What if the Bible didn’t exist even though God does? What, then, would humanity do if we had no formal written communication and revelation from Him? How much differently would Jesus have been viewed if no prophet had received a revelation of his eventual coming? Sure, it could be said that he wasn’t received by everyone when he came the first time (John 1:12); yet, over and over again, when the writers of the four Gospels (Matthew, Mark, Luke, and John) spoke of Jesus, they often used written Scripture to support their case of the Messianic claims that Jesus made.


Examples:

· Matthew 2:5; 26:24

· Luke 2:22-23


But what if we had no such prophetic writings of a promised Messiah?


Indeed, that whole line of questioning is a bit superficial because of the records we do have of the revelations God did give kings, prophets, and priests of old. However, do we ever stop to think of how intertwined and reliable the Scriptures are? When Jesus came the first time, his claims to be the Messiah were already surrounded by the context of Scripture (mostly what we refer to as the Old Testament). The words of God had been preserved so that it would be easily understood what someone meant when they made lofty claims as Jesus did. Don’t get me wrong, every lofty claim Jesus made was validated and affirmed by the Father and the Spirit.

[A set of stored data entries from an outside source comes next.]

//! Walks the `ListIdentifiers` pages of a repository.
//!
//! Each discovered identifier becomes a [`WorkItem`] on the bounded work queue.
//! The walk ends when a page carries no resumption token. A page that cannot be
//! fetched or decoded ends the whole run.

use crossbeam_channel::Sender;
use indicatif::ProgressBar;

use crate::config::Endpoint;
use crate::error::{HarvesterError, Result};
use crate::http::RetryingFetcher;
use crate::response::{decode, ErrorCode, Payload, Verb};
use crate::types::WorkItem;

/// How often to log listing progress, in pages.
const LOG_EVERY_PAGES: usize = 10;

/// Result of a walk that did not fail.
#[derive(Debug, Clone, Copy, Default, PartialEq, Eq)]
pub struct PaginationStats {
    /// Listing requests that returned a page.
    pub pages: usize,
    /// Identifiers placed on the work queue.
    pub identifiers: usize,
    /// The queue was closed by its consumers before the last page.
    pub interrupted: bool,
}

/// Producer side of the harvest pipeline.
pub struct PaginationWalker<'a> {
    endpoint: &'a Endpoint,
    format: &'a str,
    fetcher: RetryingFetcher<'a>,
    progress: ProgressBar,
}

impl<'a> PaginationWalker<'a> {
    pub fn new(endpoint: &'a Endpoint, format: &'a str, fetcher: RetryingFetcher<'a>) -> Self {
        Self {
            endpoint,
            format,
            fetcher,
            progress: ProgressBar::hidden(),
        }
    }

    pub fn with_progress(mut self, progress: ProgressBar) -> Self {
        self.progress = progress;
        self
    }

    /// Enqueue every identifier of the repository.
    ///
    /// Blocks while the queue is full. Returns early with `interrupted` set when
    /// all receivers are gone.
    pub fn walk(&self, queue: &Sender<WorkItem>) -> Result<PaginationStats> {
        let mut stats = PaginationStats::default();
        let mut url = self.endpoint.list_identifiers_url(self.format);

        loop {
            tracing::debug!(url = %url, "requesting identifiers");
            let pages = stats.pages;
            let fail = |source: HarvesterError| HarvesterError::Pagination {
                pages,
                source: Box::new(source),
            };

            let body = self.fetcher.fetch(&url).map_err(fail)?;
            stats.pages += 1;

            let response = decode(&body, Verb::ListIdentifiers).map_err(|e| {
                fail(HarvesterError::Decode {
                    url: url.clone(),
                    message: e.to_string(),
                })
            })?;

            if let Some(error) = response.error {
                // An empty repository (or format) answers with noRecordsMatch.
                if error.code == ErrorCode::NoRecordsMatch {
                    tracing::debug!(url = %url, message = %error.message, "no records match");
                    break;
                }
                return Err(fail(HarvesterError::Protocol { url, error }));
            }

            let Payload::ListIdentifiers(page) = response.payload else {
                return Err(fail(HarvesterError::Decode {
                    url,
                    message: "response carries no identifier list".to_string(),
                }));
            };

            for header in &page.headers {
                if header.identifier.is_empty() {
                    tracing::warn!(url = %url, "skipping header without identifier");
                    continue;
                }
                if queue.send(WorkItem::new(header.identifier.as_str())).is_err() {
                    tracing::debug!(pages = stats.pages, "work queue closed, stopping pagination");
                    stats.interrupted = true;
                    return Ok(stats);
                }
                stats.identifiers += 1;
            }

            self.progress.set_message(format!(
                "{} identifiers from {} pages",
                stats.identifiers, stats.pages
            ));

            let Some(token) = page.next_token() else {
                break;
            };

            if stats.pages % LOG_EVERY_PAGES == 0 {
                let (cursor, size) = page
                    .resumption_token
                    .as_ref()
                    .map(|t| (t.cursor, t.complete_list_size))
                    .unwrap_or_default();
                tracing::debug!(
                    pages = stats.pages,
                    identifiers = stats.identifiers,
                    cursor = ?cursor,
                    complete_list_size = ?size,
                    "listing progress"
                );
            }

            url = self.endpoint.resume_list_identifiers_url(token);
        }

        Ok(stats)
    }
}
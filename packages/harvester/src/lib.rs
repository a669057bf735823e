//! OAI Harvester - Download every record of an OAI-PMH repository.
//!
//! The harvester lists all identifiers of a repository with `ListIdentifiers`,
//! following resumption tokens until the last page, and fetches each record
//! individually with `GetRecord` using a pool of worker threads. Raw responses
//! are written to a single output sink in the order they complete.
//!
//! # Example
//!
//! ```
//! use oai_harvester::config::{Endpoint, HarvestConfig};
//!
//! let endpoint = Endpoint::parse("http://export.arxiv.org/oai2").unwrap();
//! assert_eq!(
//!     endpoint.list_identifiers_url("oai_dc"),
//!     "http://export.arxiv.org/oai2?verb=ListIdentifiers&metadataPrefix=oai_dc"
//! );
//! assert!(HarvestConfig::default().with_workers(0).validate().is_err());
//! ```
//!
//! # Architecture
//!
//! - [`config`]: Defaults, validation and request URLs
//! - [`error`]: Error types and Result alias
//! - [`response`]: OAI-PMH response decoding
//! - [`xml`]: XML utilities
//! - [`retry`]: Transport and per-record retry policies
//! - [`http`]: Transport seam and retrying fetcher
//! - [`paginate`]: Identifier listing walker
//! - [`worker`]: Record fetchers
//! - [`writer`]: Output sink consumer
//! - [`harvester`]: Run coordinator
//! - [`cli`]: Command-line interface

pub mod cli;
pub mod config;
pub mod error;
pub mod harvester;
pub mod http;
pub mod paginate;
pub mod response;
pub mod retry;
pub mod types;
pub mod worker;
pub mod writer;
pub mod xml;

pub use harvester::Harvester;

pub use config::{Endpoint, HarvestConfig};
pub use error::{HarvesterError, Result};
pub use types::{FetchResult, HarvestSummary, WorkItem};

Indeed, the method God used, in part, to show forth the truth, reliability, and accuracy of his words was through men preserving his words from generation to generation. As advanced of a being that God is, he graciously worked within the finite capacity of humanity to deliver and fulfill what he has spoken.


When you read your Bible, it’s proof that the work ancient scribes undertook to hand-copy it from one generation to the next has left a distinguishable mark on history. We have the word at our fingertips; they, undoubtedly, labored painfully to ensure each work was copied as best as possible.

A Worthwhile Investment

I recently watched a YouTube video of a godly, biblical scholar, Dr. Craig Keener. In the video, he talked about the historical background of how the book of Romans probably cost Paul the modern equivalent of $2,275 to produce it between labor and the papyrus used. That’s a significant investment to write a letter that would eventually be accepted into the canon of Scripture.


While we aren’t adding to Scripture in our day, the importance of what it reveals, the absolute truth claims it makes, and its eternal significance remains ever crucial to it being read, studied, followed, and communicated. The written Word of the Lord remains, and he typically uses human vessels to preserve its spiritual truths.

Activity

What are some ways you could communicate the Bible to others? Each time you share God’s Word, you join the chorus of believers who have persisted and given their lives for the furtherance of the gospel. Can you send a friend a text or call someone who has been on your heart and share the word of God? Could you share a Bible verse or two in a card and mail it to a friend? Ask God today for ideas on how you can ensure you do your part to share the gospel with the generations alive on the earth and don’t overthink it. Just do what countless followers of Christ and God have done for centuries – continue to share the beautiful history of the eternal truths with people everywhere. God’s people are always making history.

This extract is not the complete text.